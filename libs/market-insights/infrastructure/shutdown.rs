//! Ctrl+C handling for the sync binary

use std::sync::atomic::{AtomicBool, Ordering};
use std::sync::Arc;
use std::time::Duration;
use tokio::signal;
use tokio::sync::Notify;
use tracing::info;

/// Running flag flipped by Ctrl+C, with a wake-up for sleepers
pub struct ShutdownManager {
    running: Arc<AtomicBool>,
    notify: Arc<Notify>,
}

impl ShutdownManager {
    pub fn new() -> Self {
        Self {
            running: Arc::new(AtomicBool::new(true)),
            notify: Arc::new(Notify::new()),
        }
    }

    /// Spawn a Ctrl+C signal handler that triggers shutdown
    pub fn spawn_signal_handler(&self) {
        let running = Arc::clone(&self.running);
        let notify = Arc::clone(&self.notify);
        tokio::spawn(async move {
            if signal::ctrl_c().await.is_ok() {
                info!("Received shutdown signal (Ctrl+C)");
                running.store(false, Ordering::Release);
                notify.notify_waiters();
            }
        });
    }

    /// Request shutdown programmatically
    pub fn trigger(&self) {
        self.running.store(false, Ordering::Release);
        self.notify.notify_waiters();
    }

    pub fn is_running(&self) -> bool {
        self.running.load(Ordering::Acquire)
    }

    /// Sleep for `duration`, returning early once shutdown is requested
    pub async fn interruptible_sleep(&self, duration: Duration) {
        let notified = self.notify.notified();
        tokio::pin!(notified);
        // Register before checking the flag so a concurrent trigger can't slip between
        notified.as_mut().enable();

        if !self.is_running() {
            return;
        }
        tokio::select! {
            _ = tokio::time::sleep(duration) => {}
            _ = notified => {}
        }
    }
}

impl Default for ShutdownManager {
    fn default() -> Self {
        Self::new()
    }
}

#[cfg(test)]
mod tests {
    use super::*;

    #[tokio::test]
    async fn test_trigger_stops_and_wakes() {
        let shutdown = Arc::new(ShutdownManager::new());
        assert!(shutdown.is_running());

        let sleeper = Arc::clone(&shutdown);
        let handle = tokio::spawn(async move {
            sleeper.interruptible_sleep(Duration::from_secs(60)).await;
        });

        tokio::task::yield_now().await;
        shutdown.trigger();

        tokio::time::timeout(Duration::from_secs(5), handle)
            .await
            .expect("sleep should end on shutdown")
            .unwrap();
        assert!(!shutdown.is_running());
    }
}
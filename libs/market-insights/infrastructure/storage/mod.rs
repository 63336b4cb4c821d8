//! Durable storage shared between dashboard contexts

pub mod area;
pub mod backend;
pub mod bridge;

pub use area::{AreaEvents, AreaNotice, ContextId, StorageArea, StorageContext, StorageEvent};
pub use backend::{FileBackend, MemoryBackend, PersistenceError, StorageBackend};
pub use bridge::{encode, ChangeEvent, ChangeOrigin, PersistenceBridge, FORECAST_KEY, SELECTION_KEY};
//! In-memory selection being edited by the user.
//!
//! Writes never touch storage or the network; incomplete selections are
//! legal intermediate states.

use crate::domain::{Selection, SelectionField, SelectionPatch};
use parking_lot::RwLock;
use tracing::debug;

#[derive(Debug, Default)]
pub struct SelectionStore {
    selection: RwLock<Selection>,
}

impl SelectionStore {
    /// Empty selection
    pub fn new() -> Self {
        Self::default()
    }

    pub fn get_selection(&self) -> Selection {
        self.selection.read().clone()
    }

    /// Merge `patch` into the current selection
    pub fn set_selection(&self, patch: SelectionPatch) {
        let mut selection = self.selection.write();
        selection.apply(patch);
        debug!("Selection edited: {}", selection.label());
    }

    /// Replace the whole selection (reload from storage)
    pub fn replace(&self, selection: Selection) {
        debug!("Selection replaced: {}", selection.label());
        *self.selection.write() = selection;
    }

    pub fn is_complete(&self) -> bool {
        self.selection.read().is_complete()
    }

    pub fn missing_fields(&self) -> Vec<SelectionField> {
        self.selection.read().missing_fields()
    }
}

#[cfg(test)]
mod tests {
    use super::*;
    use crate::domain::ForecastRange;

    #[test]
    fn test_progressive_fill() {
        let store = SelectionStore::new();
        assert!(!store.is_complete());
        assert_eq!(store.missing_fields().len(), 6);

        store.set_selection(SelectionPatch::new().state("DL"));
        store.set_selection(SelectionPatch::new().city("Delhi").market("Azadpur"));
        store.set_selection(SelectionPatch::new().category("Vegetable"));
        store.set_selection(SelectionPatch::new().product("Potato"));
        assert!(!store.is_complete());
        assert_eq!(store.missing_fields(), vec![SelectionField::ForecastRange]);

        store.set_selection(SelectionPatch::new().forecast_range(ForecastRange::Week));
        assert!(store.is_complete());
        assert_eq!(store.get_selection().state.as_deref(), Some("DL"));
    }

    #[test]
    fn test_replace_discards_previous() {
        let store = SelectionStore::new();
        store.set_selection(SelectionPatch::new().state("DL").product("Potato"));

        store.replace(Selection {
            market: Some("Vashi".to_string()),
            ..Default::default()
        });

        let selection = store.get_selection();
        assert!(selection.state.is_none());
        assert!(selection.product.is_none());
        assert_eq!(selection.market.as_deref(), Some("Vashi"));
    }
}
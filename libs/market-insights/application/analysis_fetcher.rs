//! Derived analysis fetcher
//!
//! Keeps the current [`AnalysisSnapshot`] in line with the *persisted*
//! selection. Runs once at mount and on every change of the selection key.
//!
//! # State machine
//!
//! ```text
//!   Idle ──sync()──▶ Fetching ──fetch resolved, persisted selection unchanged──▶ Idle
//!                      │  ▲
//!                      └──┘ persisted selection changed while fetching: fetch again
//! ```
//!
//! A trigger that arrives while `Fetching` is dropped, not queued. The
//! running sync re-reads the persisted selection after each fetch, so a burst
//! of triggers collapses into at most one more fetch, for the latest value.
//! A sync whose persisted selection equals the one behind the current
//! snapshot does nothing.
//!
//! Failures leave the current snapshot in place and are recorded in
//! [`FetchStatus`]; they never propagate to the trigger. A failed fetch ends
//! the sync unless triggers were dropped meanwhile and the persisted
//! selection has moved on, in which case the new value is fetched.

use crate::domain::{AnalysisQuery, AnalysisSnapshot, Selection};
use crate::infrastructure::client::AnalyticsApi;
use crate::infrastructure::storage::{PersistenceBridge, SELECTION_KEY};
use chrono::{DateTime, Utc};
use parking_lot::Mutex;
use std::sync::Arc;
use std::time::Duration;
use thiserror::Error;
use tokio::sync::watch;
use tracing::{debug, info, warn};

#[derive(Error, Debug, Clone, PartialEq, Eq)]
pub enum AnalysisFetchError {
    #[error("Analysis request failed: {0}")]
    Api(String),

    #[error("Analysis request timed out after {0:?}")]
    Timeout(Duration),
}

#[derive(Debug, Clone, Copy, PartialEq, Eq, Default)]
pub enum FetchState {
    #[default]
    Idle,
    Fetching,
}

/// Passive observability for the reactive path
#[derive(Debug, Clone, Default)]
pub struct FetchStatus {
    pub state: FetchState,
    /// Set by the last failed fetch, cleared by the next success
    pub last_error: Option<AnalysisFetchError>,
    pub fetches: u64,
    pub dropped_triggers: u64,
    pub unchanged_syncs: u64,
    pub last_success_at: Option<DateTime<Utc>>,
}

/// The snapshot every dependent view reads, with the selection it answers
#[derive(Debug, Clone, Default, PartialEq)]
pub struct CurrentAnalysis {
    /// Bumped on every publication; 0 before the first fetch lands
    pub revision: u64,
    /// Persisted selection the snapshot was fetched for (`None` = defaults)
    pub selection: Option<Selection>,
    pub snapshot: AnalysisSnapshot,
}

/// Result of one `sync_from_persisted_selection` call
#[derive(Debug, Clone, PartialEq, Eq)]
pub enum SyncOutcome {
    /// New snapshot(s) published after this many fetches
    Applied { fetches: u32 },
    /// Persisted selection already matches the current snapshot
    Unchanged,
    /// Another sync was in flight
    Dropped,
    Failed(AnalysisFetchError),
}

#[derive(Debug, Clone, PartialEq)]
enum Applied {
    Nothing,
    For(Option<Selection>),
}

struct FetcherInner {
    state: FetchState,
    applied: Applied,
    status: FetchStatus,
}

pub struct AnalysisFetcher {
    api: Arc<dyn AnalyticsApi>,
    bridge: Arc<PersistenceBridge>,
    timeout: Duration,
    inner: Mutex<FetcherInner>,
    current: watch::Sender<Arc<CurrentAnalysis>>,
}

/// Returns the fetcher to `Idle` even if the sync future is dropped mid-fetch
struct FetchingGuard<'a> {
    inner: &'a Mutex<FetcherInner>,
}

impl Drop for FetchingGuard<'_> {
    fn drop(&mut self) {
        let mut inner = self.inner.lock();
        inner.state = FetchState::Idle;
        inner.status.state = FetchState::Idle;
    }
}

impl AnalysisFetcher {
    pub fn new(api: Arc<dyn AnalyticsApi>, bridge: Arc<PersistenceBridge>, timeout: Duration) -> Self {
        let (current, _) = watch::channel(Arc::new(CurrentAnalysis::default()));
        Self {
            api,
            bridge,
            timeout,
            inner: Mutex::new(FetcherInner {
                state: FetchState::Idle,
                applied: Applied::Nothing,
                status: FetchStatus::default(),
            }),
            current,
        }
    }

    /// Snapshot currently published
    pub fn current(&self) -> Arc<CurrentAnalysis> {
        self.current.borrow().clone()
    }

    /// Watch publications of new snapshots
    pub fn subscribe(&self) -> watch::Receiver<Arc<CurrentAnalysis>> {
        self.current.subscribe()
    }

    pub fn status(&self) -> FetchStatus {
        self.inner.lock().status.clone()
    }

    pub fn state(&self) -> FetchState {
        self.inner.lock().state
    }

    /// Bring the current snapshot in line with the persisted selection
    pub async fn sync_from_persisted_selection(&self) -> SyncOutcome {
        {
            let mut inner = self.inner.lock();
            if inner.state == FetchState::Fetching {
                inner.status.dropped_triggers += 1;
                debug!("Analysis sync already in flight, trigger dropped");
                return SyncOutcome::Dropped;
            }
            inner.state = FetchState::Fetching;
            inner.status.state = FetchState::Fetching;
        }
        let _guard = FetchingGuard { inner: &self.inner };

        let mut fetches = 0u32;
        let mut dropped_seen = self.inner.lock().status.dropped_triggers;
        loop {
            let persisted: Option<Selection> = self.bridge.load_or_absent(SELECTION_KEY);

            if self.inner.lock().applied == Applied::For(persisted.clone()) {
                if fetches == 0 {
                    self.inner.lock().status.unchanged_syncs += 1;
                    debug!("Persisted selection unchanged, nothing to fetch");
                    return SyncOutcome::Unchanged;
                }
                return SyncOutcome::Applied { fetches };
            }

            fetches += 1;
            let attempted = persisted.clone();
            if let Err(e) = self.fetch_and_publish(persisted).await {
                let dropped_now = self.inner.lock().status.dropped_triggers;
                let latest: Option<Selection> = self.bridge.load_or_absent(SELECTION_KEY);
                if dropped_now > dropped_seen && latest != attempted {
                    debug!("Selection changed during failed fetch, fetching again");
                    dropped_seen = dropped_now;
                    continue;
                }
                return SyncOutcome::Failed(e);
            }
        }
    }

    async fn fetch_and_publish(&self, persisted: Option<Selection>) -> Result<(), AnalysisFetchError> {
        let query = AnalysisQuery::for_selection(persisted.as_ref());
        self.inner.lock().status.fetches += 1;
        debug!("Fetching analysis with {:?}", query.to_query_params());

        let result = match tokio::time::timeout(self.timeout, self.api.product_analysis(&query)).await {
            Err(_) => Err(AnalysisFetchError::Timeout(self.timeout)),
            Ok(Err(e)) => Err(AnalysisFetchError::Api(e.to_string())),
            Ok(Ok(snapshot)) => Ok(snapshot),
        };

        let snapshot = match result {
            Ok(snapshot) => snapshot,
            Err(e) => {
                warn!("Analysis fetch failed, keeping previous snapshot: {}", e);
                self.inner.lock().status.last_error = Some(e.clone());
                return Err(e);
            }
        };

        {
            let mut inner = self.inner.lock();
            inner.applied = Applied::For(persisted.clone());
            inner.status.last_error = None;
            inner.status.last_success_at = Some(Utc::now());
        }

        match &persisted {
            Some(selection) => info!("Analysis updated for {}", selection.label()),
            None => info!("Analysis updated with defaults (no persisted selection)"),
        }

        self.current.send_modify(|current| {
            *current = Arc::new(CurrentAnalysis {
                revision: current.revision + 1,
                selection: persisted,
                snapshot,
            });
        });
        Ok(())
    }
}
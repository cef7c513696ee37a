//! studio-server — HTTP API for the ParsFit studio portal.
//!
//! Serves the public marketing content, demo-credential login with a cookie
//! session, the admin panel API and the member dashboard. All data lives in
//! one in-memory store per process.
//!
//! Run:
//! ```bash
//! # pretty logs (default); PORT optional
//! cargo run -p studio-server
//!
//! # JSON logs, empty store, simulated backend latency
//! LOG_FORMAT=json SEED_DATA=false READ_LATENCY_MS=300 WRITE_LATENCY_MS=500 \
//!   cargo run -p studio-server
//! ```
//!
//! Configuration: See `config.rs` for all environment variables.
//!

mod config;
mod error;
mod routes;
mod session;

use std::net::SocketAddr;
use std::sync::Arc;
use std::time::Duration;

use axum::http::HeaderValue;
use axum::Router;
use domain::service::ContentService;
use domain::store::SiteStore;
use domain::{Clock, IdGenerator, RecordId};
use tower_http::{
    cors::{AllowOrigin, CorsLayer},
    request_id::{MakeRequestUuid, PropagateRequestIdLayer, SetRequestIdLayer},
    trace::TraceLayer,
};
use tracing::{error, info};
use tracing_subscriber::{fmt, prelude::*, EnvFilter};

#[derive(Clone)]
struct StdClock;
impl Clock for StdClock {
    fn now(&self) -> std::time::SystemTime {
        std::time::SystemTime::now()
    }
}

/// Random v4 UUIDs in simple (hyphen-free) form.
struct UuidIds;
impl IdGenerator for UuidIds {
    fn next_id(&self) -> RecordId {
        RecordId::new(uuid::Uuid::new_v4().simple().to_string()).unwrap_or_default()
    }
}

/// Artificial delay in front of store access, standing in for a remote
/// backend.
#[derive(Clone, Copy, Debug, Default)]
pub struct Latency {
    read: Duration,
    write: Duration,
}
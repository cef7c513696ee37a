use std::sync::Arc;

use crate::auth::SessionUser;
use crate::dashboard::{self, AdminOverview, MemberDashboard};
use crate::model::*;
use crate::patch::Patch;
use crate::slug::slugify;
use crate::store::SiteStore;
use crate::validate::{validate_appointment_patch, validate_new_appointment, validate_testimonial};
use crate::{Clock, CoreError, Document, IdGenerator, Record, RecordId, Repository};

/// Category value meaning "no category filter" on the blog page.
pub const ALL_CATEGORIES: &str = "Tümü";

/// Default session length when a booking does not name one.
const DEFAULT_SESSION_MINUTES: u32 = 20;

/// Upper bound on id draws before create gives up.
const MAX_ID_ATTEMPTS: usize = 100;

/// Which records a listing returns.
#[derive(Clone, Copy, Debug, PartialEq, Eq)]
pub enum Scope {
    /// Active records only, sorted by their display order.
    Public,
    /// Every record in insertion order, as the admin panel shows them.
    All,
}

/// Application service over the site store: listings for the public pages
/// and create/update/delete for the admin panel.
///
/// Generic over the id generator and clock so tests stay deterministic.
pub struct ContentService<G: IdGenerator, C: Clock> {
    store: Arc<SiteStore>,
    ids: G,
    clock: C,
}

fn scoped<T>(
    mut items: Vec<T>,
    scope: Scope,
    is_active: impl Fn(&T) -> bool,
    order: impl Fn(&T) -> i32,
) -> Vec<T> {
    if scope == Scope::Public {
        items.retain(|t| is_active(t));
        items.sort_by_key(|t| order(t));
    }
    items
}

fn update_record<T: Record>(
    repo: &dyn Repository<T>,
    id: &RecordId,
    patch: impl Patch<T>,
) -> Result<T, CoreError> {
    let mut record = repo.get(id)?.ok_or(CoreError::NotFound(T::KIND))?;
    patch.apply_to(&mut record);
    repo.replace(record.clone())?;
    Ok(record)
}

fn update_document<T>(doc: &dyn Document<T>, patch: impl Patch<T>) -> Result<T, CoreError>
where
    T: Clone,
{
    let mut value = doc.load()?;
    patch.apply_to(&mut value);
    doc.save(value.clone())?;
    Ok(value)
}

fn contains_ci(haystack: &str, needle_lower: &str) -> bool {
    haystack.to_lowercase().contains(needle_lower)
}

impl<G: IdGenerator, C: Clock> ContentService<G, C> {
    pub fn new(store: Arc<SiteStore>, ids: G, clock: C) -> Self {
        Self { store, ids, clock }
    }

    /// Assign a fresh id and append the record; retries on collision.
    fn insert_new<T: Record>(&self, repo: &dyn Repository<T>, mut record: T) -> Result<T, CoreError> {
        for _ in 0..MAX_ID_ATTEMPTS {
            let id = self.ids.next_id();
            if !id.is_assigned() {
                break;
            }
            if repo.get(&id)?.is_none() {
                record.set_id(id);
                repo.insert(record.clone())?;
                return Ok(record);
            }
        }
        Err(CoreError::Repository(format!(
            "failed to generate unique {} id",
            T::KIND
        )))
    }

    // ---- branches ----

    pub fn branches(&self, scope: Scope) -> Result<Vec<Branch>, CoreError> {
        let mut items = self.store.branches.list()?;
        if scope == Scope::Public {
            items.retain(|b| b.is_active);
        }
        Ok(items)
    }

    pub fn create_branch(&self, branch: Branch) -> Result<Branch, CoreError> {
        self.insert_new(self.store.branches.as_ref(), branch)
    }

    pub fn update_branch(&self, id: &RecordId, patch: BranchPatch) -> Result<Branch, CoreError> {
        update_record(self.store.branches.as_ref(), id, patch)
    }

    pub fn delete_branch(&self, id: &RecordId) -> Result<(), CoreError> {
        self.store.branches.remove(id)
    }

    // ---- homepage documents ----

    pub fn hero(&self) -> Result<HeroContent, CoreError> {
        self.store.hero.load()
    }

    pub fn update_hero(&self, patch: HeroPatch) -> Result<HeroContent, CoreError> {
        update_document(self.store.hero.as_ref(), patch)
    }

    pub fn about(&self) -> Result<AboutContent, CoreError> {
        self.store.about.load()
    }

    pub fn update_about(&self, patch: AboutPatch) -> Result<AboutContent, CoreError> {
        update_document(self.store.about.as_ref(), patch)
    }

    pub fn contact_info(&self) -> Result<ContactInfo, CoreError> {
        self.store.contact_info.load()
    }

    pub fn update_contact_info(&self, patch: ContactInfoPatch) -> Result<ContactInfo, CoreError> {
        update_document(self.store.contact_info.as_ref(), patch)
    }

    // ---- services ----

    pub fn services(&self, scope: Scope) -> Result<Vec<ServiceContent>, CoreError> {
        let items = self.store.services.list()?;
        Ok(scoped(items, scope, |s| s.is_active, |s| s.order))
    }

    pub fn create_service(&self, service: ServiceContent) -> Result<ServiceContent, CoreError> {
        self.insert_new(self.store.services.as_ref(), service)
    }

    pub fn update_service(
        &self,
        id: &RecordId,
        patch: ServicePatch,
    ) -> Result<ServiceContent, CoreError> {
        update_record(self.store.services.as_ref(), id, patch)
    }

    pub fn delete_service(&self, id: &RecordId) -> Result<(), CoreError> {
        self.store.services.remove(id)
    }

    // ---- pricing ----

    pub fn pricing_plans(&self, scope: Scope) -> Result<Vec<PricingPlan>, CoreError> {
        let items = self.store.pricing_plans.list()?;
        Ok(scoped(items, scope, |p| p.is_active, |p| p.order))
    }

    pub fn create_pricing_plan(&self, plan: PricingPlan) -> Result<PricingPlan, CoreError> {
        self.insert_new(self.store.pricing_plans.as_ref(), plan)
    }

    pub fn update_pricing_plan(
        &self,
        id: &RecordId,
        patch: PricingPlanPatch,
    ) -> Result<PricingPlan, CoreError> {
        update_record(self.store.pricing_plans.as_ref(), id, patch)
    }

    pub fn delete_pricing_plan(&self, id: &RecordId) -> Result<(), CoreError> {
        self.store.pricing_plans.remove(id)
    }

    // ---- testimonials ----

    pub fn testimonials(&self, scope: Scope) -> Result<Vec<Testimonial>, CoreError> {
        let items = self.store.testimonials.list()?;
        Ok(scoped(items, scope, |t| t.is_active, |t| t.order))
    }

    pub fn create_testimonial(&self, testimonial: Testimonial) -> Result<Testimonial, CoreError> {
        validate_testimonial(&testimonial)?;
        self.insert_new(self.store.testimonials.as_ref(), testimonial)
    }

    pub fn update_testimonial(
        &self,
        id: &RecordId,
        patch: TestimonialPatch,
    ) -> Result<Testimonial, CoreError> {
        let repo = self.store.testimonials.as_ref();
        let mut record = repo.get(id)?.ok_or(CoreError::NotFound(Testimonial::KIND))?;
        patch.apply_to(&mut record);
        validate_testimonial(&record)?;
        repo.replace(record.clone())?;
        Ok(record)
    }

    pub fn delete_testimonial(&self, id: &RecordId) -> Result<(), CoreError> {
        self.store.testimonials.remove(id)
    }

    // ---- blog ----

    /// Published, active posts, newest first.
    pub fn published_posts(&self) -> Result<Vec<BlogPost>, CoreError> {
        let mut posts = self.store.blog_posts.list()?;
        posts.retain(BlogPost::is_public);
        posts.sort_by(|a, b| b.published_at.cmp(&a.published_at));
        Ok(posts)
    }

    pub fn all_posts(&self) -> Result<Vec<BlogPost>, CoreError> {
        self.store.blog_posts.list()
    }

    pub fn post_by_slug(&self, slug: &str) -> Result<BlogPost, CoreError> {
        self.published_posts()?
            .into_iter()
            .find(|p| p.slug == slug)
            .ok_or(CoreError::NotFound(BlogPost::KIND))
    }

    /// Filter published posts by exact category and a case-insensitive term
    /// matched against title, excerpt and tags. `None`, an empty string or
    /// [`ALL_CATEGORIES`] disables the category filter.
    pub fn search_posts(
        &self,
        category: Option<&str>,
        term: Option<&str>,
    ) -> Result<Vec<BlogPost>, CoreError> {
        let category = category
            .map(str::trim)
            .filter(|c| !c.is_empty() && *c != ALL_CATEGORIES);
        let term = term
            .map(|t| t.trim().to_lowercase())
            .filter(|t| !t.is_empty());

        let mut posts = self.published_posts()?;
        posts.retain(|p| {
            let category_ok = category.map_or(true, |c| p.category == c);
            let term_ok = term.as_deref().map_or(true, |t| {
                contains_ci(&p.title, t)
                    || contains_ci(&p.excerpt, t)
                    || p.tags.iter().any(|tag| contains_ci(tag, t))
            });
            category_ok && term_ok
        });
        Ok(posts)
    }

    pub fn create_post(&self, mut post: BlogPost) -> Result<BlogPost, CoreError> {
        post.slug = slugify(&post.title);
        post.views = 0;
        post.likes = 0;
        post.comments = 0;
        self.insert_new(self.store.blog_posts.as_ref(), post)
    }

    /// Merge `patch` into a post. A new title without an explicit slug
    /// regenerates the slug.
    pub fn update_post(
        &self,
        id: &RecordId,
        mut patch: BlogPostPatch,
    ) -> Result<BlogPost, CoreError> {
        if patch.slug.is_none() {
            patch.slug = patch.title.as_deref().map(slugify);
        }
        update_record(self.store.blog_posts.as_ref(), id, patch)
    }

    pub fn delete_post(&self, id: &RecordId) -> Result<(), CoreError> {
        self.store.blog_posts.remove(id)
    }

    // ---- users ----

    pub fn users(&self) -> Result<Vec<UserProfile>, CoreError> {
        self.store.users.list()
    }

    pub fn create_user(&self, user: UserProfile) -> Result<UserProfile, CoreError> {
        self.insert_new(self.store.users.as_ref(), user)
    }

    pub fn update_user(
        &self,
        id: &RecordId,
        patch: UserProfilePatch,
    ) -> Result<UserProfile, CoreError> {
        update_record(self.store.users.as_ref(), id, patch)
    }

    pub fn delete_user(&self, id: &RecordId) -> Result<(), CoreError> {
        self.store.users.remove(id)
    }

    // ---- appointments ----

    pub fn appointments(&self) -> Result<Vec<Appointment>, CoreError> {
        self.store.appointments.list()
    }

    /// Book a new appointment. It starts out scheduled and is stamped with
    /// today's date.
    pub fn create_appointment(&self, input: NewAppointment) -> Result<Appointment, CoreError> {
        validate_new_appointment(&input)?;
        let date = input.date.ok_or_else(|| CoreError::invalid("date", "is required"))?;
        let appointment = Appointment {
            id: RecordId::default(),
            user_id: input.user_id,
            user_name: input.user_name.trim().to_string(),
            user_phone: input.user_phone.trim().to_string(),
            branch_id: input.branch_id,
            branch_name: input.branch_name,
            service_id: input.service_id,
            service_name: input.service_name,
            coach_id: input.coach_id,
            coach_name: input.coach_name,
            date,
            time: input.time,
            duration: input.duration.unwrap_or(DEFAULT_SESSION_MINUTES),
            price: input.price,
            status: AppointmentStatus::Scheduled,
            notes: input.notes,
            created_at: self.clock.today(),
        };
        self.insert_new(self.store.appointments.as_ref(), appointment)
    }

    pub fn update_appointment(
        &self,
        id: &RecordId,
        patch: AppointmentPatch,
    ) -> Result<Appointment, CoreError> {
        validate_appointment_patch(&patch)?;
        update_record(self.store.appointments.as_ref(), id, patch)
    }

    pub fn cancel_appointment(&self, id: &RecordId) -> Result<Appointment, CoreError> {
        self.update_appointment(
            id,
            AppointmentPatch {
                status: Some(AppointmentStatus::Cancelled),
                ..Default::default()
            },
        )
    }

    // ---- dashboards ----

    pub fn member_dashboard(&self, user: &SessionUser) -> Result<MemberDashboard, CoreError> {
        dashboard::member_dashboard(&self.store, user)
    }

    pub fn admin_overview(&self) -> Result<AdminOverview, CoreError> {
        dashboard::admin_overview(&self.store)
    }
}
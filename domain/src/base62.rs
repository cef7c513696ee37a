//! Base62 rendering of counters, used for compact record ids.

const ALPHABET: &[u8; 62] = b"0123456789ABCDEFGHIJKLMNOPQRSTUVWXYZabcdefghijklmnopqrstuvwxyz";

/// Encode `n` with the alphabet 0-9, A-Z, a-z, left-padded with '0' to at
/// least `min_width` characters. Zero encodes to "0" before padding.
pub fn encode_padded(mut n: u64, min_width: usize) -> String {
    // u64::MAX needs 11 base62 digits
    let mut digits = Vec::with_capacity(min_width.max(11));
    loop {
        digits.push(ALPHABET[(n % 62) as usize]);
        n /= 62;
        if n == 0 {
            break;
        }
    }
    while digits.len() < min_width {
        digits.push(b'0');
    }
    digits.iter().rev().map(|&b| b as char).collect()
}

____________________

**What needs to be done**
Find the lines above that hold "slugify", then copy each of them.

**Task result**
use crate::slug::slugify;
        post.slug = slugify(&post.title);
            patch.slug = patch.title.as_deref().map(slugify);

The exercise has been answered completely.